Goal of the exercise =
Return all lines in the material below that contain "limit".

Data under study =
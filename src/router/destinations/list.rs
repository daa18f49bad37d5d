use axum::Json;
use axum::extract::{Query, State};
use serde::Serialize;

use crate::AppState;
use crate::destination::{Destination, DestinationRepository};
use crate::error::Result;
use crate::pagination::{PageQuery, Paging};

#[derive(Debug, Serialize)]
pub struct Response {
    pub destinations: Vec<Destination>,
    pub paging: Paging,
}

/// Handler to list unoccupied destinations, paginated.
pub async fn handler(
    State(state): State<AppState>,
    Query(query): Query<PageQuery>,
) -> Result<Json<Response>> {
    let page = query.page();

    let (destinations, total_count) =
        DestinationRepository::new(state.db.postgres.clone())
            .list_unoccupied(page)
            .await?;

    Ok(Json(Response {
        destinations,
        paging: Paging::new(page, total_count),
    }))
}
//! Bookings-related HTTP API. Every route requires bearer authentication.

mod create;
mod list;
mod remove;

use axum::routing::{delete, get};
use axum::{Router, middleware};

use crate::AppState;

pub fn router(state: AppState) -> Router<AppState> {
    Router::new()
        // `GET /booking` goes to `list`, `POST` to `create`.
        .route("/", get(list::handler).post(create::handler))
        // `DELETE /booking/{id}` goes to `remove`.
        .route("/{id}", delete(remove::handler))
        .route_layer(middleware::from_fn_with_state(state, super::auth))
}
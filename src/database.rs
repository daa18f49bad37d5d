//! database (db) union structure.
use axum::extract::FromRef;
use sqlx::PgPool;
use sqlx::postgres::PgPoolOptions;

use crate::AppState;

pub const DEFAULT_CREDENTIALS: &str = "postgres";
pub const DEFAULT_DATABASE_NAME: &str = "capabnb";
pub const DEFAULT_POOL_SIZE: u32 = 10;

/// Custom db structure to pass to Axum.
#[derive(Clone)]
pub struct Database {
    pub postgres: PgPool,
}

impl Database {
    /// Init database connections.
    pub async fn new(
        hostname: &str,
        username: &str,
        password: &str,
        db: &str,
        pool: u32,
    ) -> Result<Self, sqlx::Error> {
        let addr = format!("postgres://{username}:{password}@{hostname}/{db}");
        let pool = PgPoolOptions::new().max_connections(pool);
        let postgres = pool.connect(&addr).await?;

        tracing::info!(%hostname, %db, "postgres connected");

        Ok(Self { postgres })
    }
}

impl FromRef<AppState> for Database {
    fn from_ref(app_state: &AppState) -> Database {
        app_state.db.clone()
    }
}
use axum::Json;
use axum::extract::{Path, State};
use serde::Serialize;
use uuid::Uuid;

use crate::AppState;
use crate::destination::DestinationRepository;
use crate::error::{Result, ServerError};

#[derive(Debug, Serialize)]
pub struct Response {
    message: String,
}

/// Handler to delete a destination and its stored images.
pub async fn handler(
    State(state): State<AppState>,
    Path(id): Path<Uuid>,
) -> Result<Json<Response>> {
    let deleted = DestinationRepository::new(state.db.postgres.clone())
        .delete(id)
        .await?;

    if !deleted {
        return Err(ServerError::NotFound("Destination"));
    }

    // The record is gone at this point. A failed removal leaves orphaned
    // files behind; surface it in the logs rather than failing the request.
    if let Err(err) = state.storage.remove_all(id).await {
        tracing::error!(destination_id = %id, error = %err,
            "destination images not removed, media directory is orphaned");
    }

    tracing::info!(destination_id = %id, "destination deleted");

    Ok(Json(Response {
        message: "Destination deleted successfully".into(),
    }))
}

* * *

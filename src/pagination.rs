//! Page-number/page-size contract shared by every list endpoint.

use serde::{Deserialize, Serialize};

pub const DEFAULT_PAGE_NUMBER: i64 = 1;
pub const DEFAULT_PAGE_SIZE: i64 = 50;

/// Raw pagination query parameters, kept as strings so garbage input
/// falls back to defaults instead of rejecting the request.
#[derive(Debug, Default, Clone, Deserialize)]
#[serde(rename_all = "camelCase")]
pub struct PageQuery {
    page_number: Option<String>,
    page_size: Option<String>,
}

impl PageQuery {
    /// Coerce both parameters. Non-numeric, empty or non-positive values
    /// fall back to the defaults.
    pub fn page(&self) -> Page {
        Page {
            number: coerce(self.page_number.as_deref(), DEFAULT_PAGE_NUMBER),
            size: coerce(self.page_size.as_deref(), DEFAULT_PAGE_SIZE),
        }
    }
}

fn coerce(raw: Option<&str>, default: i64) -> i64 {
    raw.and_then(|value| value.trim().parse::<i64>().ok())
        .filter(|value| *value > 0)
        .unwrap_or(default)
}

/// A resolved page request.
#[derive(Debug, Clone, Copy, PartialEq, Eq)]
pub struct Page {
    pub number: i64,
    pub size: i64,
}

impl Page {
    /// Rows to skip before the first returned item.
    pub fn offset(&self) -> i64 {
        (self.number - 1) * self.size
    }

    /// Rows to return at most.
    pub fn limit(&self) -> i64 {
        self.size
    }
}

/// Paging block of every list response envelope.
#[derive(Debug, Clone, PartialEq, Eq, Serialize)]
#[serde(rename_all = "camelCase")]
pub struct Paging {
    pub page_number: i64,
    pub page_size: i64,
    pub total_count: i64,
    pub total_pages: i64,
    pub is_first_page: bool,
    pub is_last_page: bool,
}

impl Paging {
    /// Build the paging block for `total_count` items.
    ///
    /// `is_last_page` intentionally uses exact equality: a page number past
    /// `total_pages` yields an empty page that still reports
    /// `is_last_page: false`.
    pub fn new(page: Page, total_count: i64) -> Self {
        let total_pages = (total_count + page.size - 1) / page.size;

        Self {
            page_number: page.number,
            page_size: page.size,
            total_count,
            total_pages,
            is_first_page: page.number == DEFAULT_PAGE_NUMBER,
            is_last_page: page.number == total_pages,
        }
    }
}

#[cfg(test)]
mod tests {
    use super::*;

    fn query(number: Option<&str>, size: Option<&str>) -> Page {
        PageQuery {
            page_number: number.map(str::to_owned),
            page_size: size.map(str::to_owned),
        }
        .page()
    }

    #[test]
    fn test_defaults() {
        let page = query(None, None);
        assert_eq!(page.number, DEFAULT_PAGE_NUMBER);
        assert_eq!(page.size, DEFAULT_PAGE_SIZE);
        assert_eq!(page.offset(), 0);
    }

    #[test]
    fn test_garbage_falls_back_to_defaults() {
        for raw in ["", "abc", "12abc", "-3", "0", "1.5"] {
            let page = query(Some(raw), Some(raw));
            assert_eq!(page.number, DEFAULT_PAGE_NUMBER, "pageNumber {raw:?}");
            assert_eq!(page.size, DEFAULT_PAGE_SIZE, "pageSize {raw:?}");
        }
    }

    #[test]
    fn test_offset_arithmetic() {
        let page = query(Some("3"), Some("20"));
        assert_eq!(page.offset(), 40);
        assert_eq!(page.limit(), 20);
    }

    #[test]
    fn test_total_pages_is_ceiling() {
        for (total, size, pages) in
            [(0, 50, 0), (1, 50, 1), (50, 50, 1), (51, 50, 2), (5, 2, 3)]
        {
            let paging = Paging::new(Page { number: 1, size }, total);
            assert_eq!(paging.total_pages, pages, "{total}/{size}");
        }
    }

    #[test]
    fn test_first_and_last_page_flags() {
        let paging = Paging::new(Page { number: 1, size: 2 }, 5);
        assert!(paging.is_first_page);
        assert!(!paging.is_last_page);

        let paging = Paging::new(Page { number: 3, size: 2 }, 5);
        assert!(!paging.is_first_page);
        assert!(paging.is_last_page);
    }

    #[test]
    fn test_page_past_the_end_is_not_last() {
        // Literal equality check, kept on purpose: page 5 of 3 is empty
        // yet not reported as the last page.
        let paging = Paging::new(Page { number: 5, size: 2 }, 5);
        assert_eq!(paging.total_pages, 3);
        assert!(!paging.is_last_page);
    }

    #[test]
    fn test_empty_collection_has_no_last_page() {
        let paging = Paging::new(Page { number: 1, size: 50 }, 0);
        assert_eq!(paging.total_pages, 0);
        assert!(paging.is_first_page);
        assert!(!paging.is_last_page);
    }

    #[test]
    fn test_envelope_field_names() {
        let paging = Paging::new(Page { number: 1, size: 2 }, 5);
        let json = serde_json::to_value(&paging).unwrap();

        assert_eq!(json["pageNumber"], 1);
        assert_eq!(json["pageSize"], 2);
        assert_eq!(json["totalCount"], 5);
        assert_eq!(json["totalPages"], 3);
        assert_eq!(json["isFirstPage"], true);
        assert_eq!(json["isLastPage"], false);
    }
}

Task solution =
    pub fn limit(&self) -> i64 {
        assert_eq!(page.limit(), 20);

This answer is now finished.